**WORK ITEM:**
List all lines of the data that include the string "Jupiter".
------------------------------------------------
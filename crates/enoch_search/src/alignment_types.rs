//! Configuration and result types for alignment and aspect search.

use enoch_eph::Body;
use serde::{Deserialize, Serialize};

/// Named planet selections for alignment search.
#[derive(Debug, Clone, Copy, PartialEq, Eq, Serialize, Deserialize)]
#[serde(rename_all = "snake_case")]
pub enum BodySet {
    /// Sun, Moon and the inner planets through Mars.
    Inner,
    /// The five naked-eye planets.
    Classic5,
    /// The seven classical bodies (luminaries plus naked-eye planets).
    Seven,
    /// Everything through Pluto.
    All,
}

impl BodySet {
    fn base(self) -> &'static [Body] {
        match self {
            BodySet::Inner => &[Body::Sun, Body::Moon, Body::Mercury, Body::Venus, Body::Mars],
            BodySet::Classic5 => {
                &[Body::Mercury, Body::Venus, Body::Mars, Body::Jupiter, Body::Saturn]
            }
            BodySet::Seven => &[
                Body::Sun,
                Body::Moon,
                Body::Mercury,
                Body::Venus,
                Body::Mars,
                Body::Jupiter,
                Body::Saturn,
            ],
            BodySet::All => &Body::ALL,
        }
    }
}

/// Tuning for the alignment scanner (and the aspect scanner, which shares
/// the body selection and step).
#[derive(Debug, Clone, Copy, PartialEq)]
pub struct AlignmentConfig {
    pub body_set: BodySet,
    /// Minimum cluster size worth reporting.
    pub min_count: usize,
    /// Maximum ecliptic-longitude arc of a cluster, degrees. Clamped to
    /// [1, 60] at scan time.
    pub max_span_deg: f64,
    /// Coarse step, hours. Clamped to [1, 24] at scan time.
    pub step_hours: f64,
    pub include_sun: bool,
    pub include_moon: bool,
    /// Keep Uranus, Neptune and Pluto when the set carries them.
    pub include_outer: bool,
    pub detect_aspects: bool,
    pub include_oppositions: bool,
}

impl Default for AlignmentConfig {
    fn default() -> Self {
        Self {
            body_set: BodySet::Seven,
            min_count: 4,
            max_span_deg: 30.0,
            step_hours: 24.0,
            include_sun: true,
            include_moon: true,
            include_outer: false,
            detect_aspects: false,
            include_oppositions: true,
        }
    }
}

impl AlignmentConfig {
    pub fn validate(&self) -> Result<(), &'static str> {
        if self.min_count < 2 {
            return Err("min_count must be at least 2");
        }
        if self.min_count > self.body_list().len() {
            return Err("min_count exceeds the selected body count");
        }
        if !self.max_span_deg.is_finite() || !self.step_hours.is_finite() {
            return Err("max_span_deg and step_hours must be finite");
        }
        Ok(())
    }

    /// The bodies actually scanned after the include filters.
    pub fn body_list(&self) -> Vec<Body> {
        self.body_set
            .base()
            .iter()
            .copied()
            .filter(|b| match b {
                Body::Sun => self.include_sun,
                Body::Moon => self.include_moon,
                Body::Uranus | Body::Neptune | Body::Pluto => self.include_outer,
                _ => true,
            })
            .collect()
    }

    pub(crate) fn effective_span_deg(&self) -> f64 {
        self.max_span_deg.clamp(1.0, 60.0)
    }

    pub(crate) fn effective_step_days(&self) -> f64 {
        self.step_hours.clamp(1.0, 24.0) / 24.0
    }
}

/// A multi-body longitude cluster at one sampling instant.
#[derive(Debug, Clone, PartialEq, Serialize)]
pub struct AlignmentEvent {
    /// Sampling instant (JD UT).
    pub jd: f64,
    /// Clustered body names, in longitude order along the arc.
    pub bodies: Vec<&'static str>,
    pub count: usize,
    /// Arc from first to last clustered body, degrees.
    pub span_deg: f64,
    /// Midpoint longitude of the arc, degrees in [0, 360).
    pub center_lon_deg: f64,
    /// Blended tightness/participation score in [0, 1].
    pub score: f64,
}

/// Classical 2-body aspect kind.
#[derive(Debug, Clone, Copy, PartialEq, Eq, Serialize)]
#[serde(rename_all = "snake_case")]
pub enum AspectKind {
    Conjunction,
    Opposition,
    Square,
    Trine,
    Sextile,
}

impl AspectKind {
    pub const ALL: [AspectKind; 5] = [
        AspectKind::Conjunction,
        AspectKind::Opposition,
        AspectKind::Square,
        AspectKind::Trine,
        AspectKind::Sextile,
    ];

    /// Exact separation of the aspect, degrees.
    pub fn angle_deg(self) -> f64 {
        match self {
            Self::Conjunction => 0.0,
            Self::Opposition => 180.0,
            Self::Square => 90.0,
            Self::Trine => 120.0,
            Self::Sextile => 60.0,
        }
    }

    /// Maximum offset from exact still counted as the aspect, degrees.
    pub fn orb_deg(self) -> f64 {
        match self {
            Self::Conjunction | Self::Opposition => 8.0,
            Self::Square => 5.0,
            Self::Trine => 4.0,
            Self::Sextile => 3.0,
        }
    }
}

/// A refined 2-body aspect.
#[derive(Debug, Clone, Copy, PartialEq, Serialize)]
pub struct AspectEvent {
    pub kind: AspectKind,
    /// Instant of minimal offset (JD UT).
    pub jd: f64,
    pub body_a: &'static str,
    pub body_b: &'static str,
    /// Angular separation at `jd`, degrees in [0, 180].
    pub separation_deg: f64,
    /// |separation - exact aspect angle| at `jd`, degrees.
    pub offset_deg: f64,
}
------------------------------------------------
**COMPLETED EXERCISE:**
                &[Body::Mercury, Body::Venus, Body::Mars, Body::Jupiter, Body::Saturn]
                Body::Jupiter,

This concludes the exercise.